▸ Task goal
The records must be repeated exactly and in their entirety.

▸ Data supplied
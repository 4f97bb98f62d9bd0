//! Configuration file loading and error types.
//!
//! The format is picked from the file extension: `.json`/`.jsonc` (comments
//! allowed), `.yaml`/`.yml`, or `.toml`.

use std::fs;
use std::path::{Path, PathBuf};

use crate::Config;

#[derive(Debug, thiserror::Error)]
pub enum ConfigError {
    #[error("io: {0}")]
    Io(#[from] std::io::Error),
    #[error("json: {0}")]
    Json(#[from] serde_json::Error),
    #[error("yaml: {0}")]
    Yaml(#[from] serde_yaml::Error),
    #[error("toml: {0}")]
    Toml(#[from] toml::de::Error),
    #[error("unsupported config format: {}", .0.display())]
    UnsupportedFormat(PathBuf),
    #[error("validation: {0}")]
    Validation(String),
}

/// Read and parse a keyrelay config file.
pub fn load_config(path: impl AsRef<Path>) -> Result<Config, ConfigError> {
    let path = path.as_ref();
    let data = fs::read_to_string(path)?;
    match path.extension().and_then(|s| s.to_str()).unwrap_or("") {
        "json" | "jsonc" => {
            let stripped = json_comments::StripComments::new(data.as_bytes());
            Ok(serde_json::from_reader(stripped)?)
        }
        "yaml" | "yml" => Ok(serde_yaml::from_str(&data)?),
        "toml" => Ok(toml::from_str(&data)?),
        _ => Err(ConfigError::UnsupportedFormat(path.to_path_buf())),
    }
}

/// Load the given file, or fall back to [`Config::default`] when no path is set.
pub fn load_config_or_default(path: Option<impl AsRef<Path>>) -> Result<Config, ConfigError> {
    match path {
        Some(path) => load_config(path),
        None => Ok(Config::default()),
    }
}
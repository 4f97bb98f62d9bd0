//! `GET /get-agent-id` and `GET /elevenlabs-signed-url`

use axum::Json;
use axum::extract::{Query, State};
use serde::Deserialize;
use serde_json::{Value, json};

use crate::error::ApiError;
use crate::services::SignedUrl;
use crate::state::AppState;

pub(crate) async fn get_agent_id(State(state): State<AppState>) -> Result<Json<Value>, ApiError> {
    Ok(Json(json!({ "agentId": state.voice.agent_id()? })))
}

#[derive(Deserialize)]
pub(crate) struct SignedUrlQuery {
    agent_id: Option<String>,
}

pub(crate) async fn elevenlabs_signed_url(
    State(state): State<AppState>,
    Query(q): Query<SignedUrlQuery>,
) -> Result<Json<SignedUrl>, ApiError> {
    Ok(Json(state.voice.signed_url(q.agent_id.as_deref()).await?))
}
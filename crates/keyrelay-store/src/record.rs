//! User registry and usage log records.
//!
//! At rest both files are plain JSON objects keyed by (normalized) email:
//! `users.json` maps email → [`UserRecord`], `usage.json` maps
//! email → `[UsageEvent, ...]`.

use std::collections::BTreeMap;

use keyrelay_core::USAGE_MESSAGE_PREVIEW_CHARS;
use serde::{Deserialize, Serialize};
use time::OffsetDateTime;

/// The user registry, keyed by email.
pub type Registry = BTreeMap<String, UserRecord>;

/// The usage log, keyed by email, events in append order.
pub type UsageLog = BTreeMap<String, Vec<UsageEvent>>;

/// Per-user assignment and usage counters.
#[derive(Debug, Clone, PartialEq, Serialize, Deserialize)]
#[serde(rename_all = "camelCase")]
pub struct UserRecord {
    /// Index into the key pool.
    pub api_key_index: usize,
    #[serde(with = "time::serde::rfc3339")]
    pub assigned_date: OffsetDateTime,
    #[serde(default)]
    pub total_messages: u64,
    /// Estimated USD spent so far.
    #[serde(default)]
    pub total_cost: f64,
    #[serde(default, skip_serializing_if = "Option::is_none")]
    pub user_agent: Option<String>,
}

impl UserRecord {
    /// Fresh record with zeroed counters.
    pub fn new(api_key_index: usize, assigned_date: OffsetDateTime, user_agent: Option<&str>) -> Self {
        Self {
            api_key_index,
            assigned_date,
            total_messages: 0,
            total_cost: 0.0,
            user_agent: user_agent.map(str::to_string),
        }
    }

    /// Count one relayed message and its estimated cost.
    #[inline]
    pub fn add_usage(&mut self, cost: f64) {
        self.total_messages += 1;
        self.total_cost += cost;
    }

    #[inline]
    pub fn is_active(&self) -> bool {
        self.total_messages > 0
    }
}

/// One relayed chat exchange.
#[derive(Debug, Clone, PartialEq, Serialize, Deserialize)]
#[serde(rename_all = "camelCase")]
pub struct UsageEvent {
    #[serde(with = "time::serde::rfc3339")]
    pub timestamp: OffsetDateTime,
    /// Leading part of the user message.
    #[serde(default)]
    pub message: String,
    pub message_length: usize,
    pub response_length: usize,
    pub cost: f64,
}

impl UsageEvent {
    /// Build an event for `message`/`response`, keeping only a preview of the message.
    pub fn new(timestamp: OffsetDateTime, message: &str, response: &str, cost: f64) -> Self {
        Self {
            timestamp,
            message: message.chars().take(USAGE_MESSAGE_PREVIEW_CHARS).collect(),
            message_length: message.chars().count(),
            response_length: response.chars().count(),
            cost,
        }
    }
}

/// Outcome of [`UserStore::assign`](crate::UserStore::assign).
#[derive(Debug, Clone, PartialEq)]
pub struct Assignment {
    pub record: UserRecord,
    /// A record was created by this call.
    pub is_new: bool,
    /// An existing record pointed past the end of the pool and was re-bound.
    pub reassigned: bool,
}
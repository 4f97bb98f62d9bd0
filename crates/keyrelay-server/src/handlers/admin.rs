//! `GET /admin-data`

use axum::Json;
use axum::extract::State;
use axum::http::HeaderMap;
use axum::http::header::CACHE_CONTROL;
use axum::response::{IntoResponse, Response};
use serde_json::json;

use super::authorize;
use crate::error::ApiError;
use crate::state::AppState;

pub(crate) async fn admin_data(
    State(state): State<AppState>,
    headers: HeaderMap,
) -> Result<Response, ApiError> {
    if let Some(password) = state.admin_password.as_deref() {
        authorize(&headers, password)?;
    }

    let (report, cache_hit) = state.reports.report().await?;
    let mut body =
        serde_json::to_value(report.anonymized()).map_err(|e| state.errors.internal(e))?;
    body["performance"] = json!({ "cacheHit": cache_hit });

    Ok((
        [(CACHE_CONTROL, "no-cache, no-store, must-revalidate")],
        Json(body),
    )
        .into_response())
}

▸ Result for this exercise
repository 4f97bb98f62d9bd0
//! Configuration file loading and error types.
//!
//! The format is picked from the file extension: `.json`/`.jsonc` (comments
//! allowed), `.yaml`/`.yml`, or `.toml`.

use std::fs;
use std::path::{Path, PathBuf};

use crate::Config;

#[derive(Debug, thiserror::Error)]
pub enum ConfigError {
    #[error("io: {0}")]
    Io(#[from] std::io::Error),
    #[error("json: {0}")]
    Json(#[from] serde_json::Error),
    #[error("yaml: {0}")]
    Yaml(#[from] serde_yaml::Error),
    #[error("toml: {0}")]
    Toml(#[from] toml::de::Error),
    #[error("unsupported config format: {}", .0.display())]
    UnsupportedFormat(PathBuf),
    #[error("validation: {0}")]
    Validation(String),
}

/// Read and parse a keyrelay config file.
pub fn load_config(path: impl AsRef<Path>) -> Result<Config, ConfigError> {
    let path = path.as_ref();
    let data = fs::read_to_string(path)?;
    match path.extension().and_then(|s| s.to_str()).unwrap_or("") {
        "json" | "jsonc" => {
            let stripped = json_comments::StripComments::new(data.as_bytes());
            Ok(serde_json::from_reader(stripped)?)
        }
        "yaml" | "yml" => Ok(serde_yaml::from_str(&data)?),
        "toml" => Ok(toml::from_str(&data)?),
        _ => Err(ConfigError::UnsupportedFormat(path.to_path_buf())),
    }
}

/// Load the given file, or fall back to [`Config::default`] when no path is set.
pub fn load_config_or_default(path: Option<impl AsRef<Path>>) -> Result<Config, ConfigError> {
    match path {
        Some(path) => load_config(path),
        None => Ok(Config::default()),
    }
}
repository 4f97bb98f62d9bd0
//! `GET /get-agent-id` and `GET /elevenlabs-signed-url`

use axum::Json;
use axum::extract::{Query, State};
use serde::Deserialize;
use serde_json::{Value, json};

use crate::error::ApiError;
use crate::services::SignedUrl;
use crate::state::AppState;

pub(crate) async fn get_agent_id(State(state): State<AppState>) -> Result<Json<Value>, ApiError> {
    Ok(Json(json!({ "agentId": state.voice.agent_id()? })))
}

#[derive(Deserialize)]
pub(crate) struct SignedUrlQuery {
    agent_id: Option<String>,
}

pub(crate) async fn elevenlabs_signed_url(
    State(state): State<AppState>,
    Query(q): Query<SignedUrlQuery>,
) -> Result<Json<SignedUrl>, ApiError> {
    Ok(Json(state.voice.signed_url(q.agent_id.as_deref()).await?))
}
filename crates/keyrelay-store/src/record.rs
//! User registry and usage log records.
//!
//! At rest both files are plain JSON objects keyed by (normalized) email:
//! `users.json` maps email → [`UserRecord`], `usage.json` maps
//! email → `[UsageEvent, ...]`.

use std::collections::BTreeMap;

use keyrelay_core::USAGE_MESSAGE_PREVIEW_CHARS;
use serde::{Deserialize, Serialize};
use time::OffsetDateTime;

/// The user registry, keyed by email.
pub type Registry = BTreeMap<String, UserRecord>;

/// The usage log, keyed by email, events in append order.
pub type UsageLog = BTreeMap<String, Vec<UsageEvent>>;

/// Per-user assignment and usage counters.
#[derive(Debug, Clone, PartialEq, Serialize, Deserialize)]
#[serde(rename_all = "camelCase")]
pub struct UserRecord {
    /// Index into the key pool.
    pub api_key_index: usize,
    #[serde(with = "time::serde::rfc3339")]
    pub assigned_date: OffsetDateTime,
    #[serde(default)]
    pub total_messages: u64,
    /// Estimated USD spent so far.
    #[serde(default)]
    pub total_cost: f64,
    #[serde(default, skip_serializing_if = "Option::is_none")]
    pub user_agent: Option<String>,
}

impl UserRecord {
    /// Fresh record with zeroed counters.
    pub fn new(api_key_index: usize, assigned_date: OffsetDateTime, user_agent: Option<&str>) -> Self {
        Self {
            api_key_index,
            assigned_date,
            total_messages: 0,
            total_cost: 0.0,
            user_agent: user_agent.map(str::to_string),
        }
    }

    /// Count one relayed message and its estimated cost.
    #[inline]
    pub fn add_usage(&mut self, cost: f64) {
        self.total_messages += 1;
        self.total_cost += cost;
    }

    #[inline]
    pub fn is_active(&self) -> bool {
        self.total_messages > 0
    }
}

/// One relayed chat exchange.
#[derive(Debug, Clone, PartialEq, Serialize, Deserialize)]
#[serde(rename_all = "camelCase")]
pub struct UsageEvent {
    #[serde(with = "time::serde::rfc3339")]
    pub timestamp: OffsetDateTime,
    /// Leading part of the user message.
    #[serde(default)]
    pub message: String,
    pub message_length: usize,
    pub response_length: usize,
    pub cost: f64,
}

impl UsageEvent {
    /// Build an event for `message`/`response`, keeping only a preview of the message.
    pub fn new(timestamp: OffsetDateTime, message: &str, response: &str, cost: f64) -> Self {
        Self {
            timestamp,
            message: message.chars().take(USAGE_MESSAGE_PREVIEW_CHARS).collect(),
            message_length: message.chars().count(),
            response_length: response.chars().count(),
            cost,
        }
    }
}

/// Outcome of [`UserStore::assign`](crate::UserStore::assign).
#[derive(Debug, Clone, PartialEq)]
pub struct Assignment {
    pub record: UserRecord,
    /// A record was created by this call.
    pub is_new: bool,
    /// An existing record pointed past the end of the pool and was re-bound.
    pub reassigned: bool,
}
repository 4f97bb98f62d9bd0
filename crates/keyrelay-server/src/handlers/admin.rs
//! `GET /admin-data`

use axum::Json;
use axum::extract::State;
use axum::http::HeaderMap;
use axum::http::header::CACHE_CONTROL;
use axum::response::{IntoResponse, Response};
use serde_json::json;

use super::authorize;
use crate::error::ApiError;
use crate::state::AppState;

pub(crate) async fn admin_data(
    State(state): State<AppState>,
    headers: HeaderMap,
) -> Result<Response, ApiError> {
    if let Some(password) = state.admin_password.as_deref() {
        authorize(&headers, password)?;
    }

    let (report, cache_hit) = state.reports.report().await?;
    let mut body =
        serde_json::to_value(report.anonymized()).map_err(|e| state.errors.internal(e))?;
    body["performance"] = json!({ "cacheHit": cache_hit });

    Ok((
        [(CACHE_CONTROL, "no-cache, no-store, must-revalidate")],
        Json(body),
    )
        .into_response())
}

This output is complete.